The pre approval review is ex parte. The rules of engagement are unknown. The censorship judge is apparently subject to the unwritten rules of the chief judge, whose main objective is to protect her appointees and suppress plaintiff's motions seeking legal redress. There is no opportunity for plaintiff to be heard and to answer questions.
(Id.)

Plaintiff alleges that Justice Daniels, the state-court judge assigned to review Plaintiff's motions seeking permission to file, has denied each of Plaintiff's motions, but "has never personally read" them and has not provided a reason for the denials. (Id. at 20.) Plaintiff asserts that issuing decisions without an opinion prevents him "from exercising his right to an appeal." (Id. at 22.)

Plaintiff attaches to the amended complaint more than 70 pages of motions and orders from his state-court cases.
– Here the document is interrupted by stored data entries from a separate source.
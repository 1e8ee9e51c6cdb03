//! Configuration for migration runs.
//!
//! Settings are read from a TOML file; every section is optional.
//!
//! ```toml
//! [pointerdb]
//! path = "pointerdb"
//!
//! [metabase]
//! path = "metabase.db"
//!
//! [migration]
//! batch_size = 500
//! list_limit = 1000
//! timeout_secs = 3600
//!
//! [[buckets]]
//! project_id = "6b3e1c5a-84f2-4d1e-9a0b-2c3d4e5f6071"
//! name = "photos"
//! ```

use std::path::{Path, PathBuf};
use std::time::Duration;

use metainfo_pointerdb::DEFAULT_LIST_LIMIT;
use serde::{Deserialize, Serialize};
use thiserror::Error;
use uuid::Uuid;

use crate::batch::{DEFAULT_BATCH_SIZE, max_batch_size};
use crate::error::{MigrationError, MigrationResult};

/// File name looked up in the working directory and the user config dir.
pub const CONFIG_FILE_NAME: &str = "metainfo-migration.toml";

/// Configuration-specific errors
#[derive(Error, Debug, Clone)]
#[non_exhaustive]
pub enum ConfigError {
    #[error("IO error: {0}")]
    Io(String),

    #[error("TOML parse error: {0}")]
    TomlParse(String),

    #[error("Invalid value for field {field}: {reason}")]
    InvalidValue { field: String, reason: String },
}

/// Top-level configuration.
#[derive(Debug, Clone, Default, Serialize, Deserialize)]
pub struct MigrationConfig {
    #[serde(default)]
    pub pointerdb: PointerDbConfig,

    #[serde(default)]
    pub metabase: MetabaseConfig,

    #[serde(default)]
    pub migration: RunConfig,

    /// Buckets migrated by `run` when no project is given on the command line.
    #[serde(default, skip_serializing_if = "Vec::is_empty")]
    pub buckets: Vec<BucketConfig>,
}

/// Legacy pointer store location.
#[derive(Debug, Clone, Serialize, Deserialize)]
pub struct PointerDbConfig {
    pub path: PathBuf,
}

impl Default for PointerDbConfig {
    fn default() -> Self {
        Self {
            path: data_dir().join("pointerdb"),
        }
    }
}

/// Destination metabase location.
#[derive(Debug, Clone, Serialize, Deserialize)]
pub struct MetabaseConfig {
    pub path: PathBuf,
}

impl Default for MetabaseConfig {
    fn default() -> Self {
        Self {
            path: data_dir().join("metabase.db"),
        }
    }
}

/// Tuning of a migration run.
#[derive(Debug, Clone, Serialize, Deserialize)]
pub struct RunConfig {
    /// Rows per insert statement.
    #[serde(default = "default_batch_size")]
    pub batch_size: usize,

    /// Keys per listing page.
    #[serde(default = "default_list_limit")]
    pub list_limit: usize,

    /// Deadline for each bucket, unlimited when absent.
    #[serde(default, skip_serializing_if = "Option::is_none")]
    pub timeout_secs: Option<u64>,
}

impl RunConfig {
    pub fn timeout(&self) -> Option<Duration> {
        self.timeout_secs.map(Duration::from_secs)
    }
}

impl Default for RunConfig {
    fn default() -> Self {
        Self {
            batch_size: default_batch_size(),
            list_limit: default_list_limit(),
            timeout_secs: None,
        }
    }
}

/// One bucket to migrate.
#[derive(Debug, Clone, PartialEq, Eq, Serialize, Deserialize)]
pub struct BucketConfig {
    pub project_id: Uuid,
    pub name: String,
}

fn default_batch_size() -> usize {
    DEFAULT_BATCH_SIZE
}

fn default_list_limit() -> usize {
    DEFAULT_LIST_LIMIT
}

fn data_dir() -> PathBuf {
    dirs::data_dir()
        .unwrap_or_else(|| PathBuf::from("."))
        .join("metainfo-migration")
}

impl MigrationConfig {
    /// Check values that would otherwise fail deep inside a run.
    pub fn validate(&self) -> Result<(), ConfigError> {
        if self.migration.batch_size == 0 {
            return Err(ConfigError::InvalidValue {
                field: "migration.batch_size".to_string(),
                reason: "must be greater than zero".to_string(),
            });
        }
        if self.migration.batch_size > max_batch_size() {
            return Err(ConfigError::InvalidValue {
                field: "migration.batch_size".to_string(),
                reason: format!(
                    "{} rows exceed the {} rows one insert statement can hold",
                    self.migration.batch_size,
                    max_batch_size()
                ),
            });
        }
        if self.migration.timeout_secs == Some(0) {
            return Err(ConfigError::InvalidValue {
                field: "migration.timeout_secs".to_string(),
                reason: "must be greater than zero when set".to_string(),
            });
        }
        if let Some(bucket) = self.buckets.iter().find(|b| b.name.is_empty()) {
            return Err(ConfigError::InvalidValue {
                field: "buckets.name".to_string(),
                reason: format!("empty bucket name for project {}", bucket.project_id),
            });
        }
        Ok(())
    }
}

/// Resolve a path relative to a base directory
/// If the path is absolute, return it as-is
fn resolve_path(base_dir: &Path, path: &Path) -> PathBuf {
    if path.is_absolute() {
        path.to_path_buf()
    } else {
        base_dir.join(path)
    }
}

/// Load and validate a configuration file.
///
/// Relative store paths are resolved against the file's directory.
pub async fn load_config(path: &Path) -> MigrationResult<MigrationConfig> {
    let config_error = |cause: ConfigError| MigrationError::Config {
        config_path: path.display().to_string(),
        cause,
    };

    let content = tokio::fs::read_to_string(path)
        .await
        .map_err(|e| config_error(ConfigError::Io(e.to_string())))?;

    let mut config: MigrationConfig = toml::from_str(&content)
        .map_err(|e| config_error(ConfigError::TomlParse(e.to_string())))?;

    let base_dir = path.parent().unwrap_or(Path::new("."));
    config.pointerdb.path = resolve_path(base_dir, &config.pointerdb.path);
    config.metabase.path = resolve_path(base_dir, &config.metabase.path);

    config.validate().map_err(config_error)?;
    Ok(config)
}

/// Load the first configuration file found in the working directory or the
/// user config directory, falling back to defaults.
pub async fn load_config_from_standard_locations() -> MigrationResult<MigrationConfig> {
    let candidates = [
        Some(PathBuf::from(CONFIG_FILE_NAME)),
        dirs::config_dir().map(|dir| dir.join("metainfo-migration").join(CONFIG_FILE_NAME)),
    ];

    for path in candidates.into_iter().flatten() {
        if tokio::fs::try_exists(&path).await.unwrap_or(false) {
            tracing::info!("Loading config from: {}", path.display());
            return load_config(&path).await;
        }
    }

    tracing::info!("No config file found, using defaults");
    Ok(MigrationConfig::default())
}
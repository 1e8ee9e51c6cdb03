//! Stream identifier minting.

use rand::TryRngCore;
use rand::rngs::OsRng;
use uuid::Uuid;

use crate::error::{MigrationError, MigrationResult};

/// Mint a random (version 4) stream id from the operating system RNG.
///
/// Ids are not coordinated across processes; uniqueness relies on the
/// 122 random bits.
pub fn mint_stream_id() -> MigrationResult<Uuid> {
    let mut bytes = [0u8; 16];
    OsRng
        .try_fill_bytes(&mut bytes)
        .map_err(|e| MigrationError::IdentifierGeneration(e.to_string()))?;
    Ok(uuid::Builder::from_random_bytes(bytes).into_uuid())
}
Included in the documents is a June 11, 2020 order of the AD1 in response to Plaintiff's motions seeking a range of relief including sanctions on respondent state officials, transfer of his matters to the Third or Fourth Judicial Departments, an order "enjoining the Clerk of this Court and Deputy Clerk from impeding the motion," and a hearing "to determine if the Deputy Clerk has committed crimes and misconduct." (Id. at 38-39.) The AD1 determined that Plaintiff was essentially seeking the same relief that it had denied him in prior orders, and dismissed "as baseless" his claims against the Deputy Clerk of the court, the attorneys for the Attorney Grievance Committee, and former Committee Chairpersons. (Id. at 39.) The court's order again included the PAC language of which Plaintiff complains.

Plaintiff also attaches motions under N.Y. C.P.L.R. 5015(a)(3) that he submitted to the AD1 on April 4, 2021. Plaintiff's cover letter, addressed to Justice Daniels, purports to seek permission to file the motions and concludes by saying, "Did you tell DiFiore she was violating the law or were you too scared? You know what is going on. Your [sic] not stupid. You are afraid of DiFiore or OCA doing something to you. I smell FEAR." (Id. at 47) (emphasis in original). The letter also includes a lengthy "PS" that concludes with:

WHY DID YOU GET INVOLVED? YOU KNEW WHAT WAS GOING ON AND YOU DIDN'T STOP IT. I HOPE YOU HAVE A GOOD REASON. HISTORY TEACHES US ABOUT THOSE LIKE YOURSELF WHO ALWAYS GIVE THE SGT SCHULTZ REPLY 'I KNOW NOTHING.' LIKE MY BASKETBALL STORY - WHEN YOU PLAY WITH SHIT YOU LOOK LIKE SHIT.
(Id. at 48) (capitalization in original).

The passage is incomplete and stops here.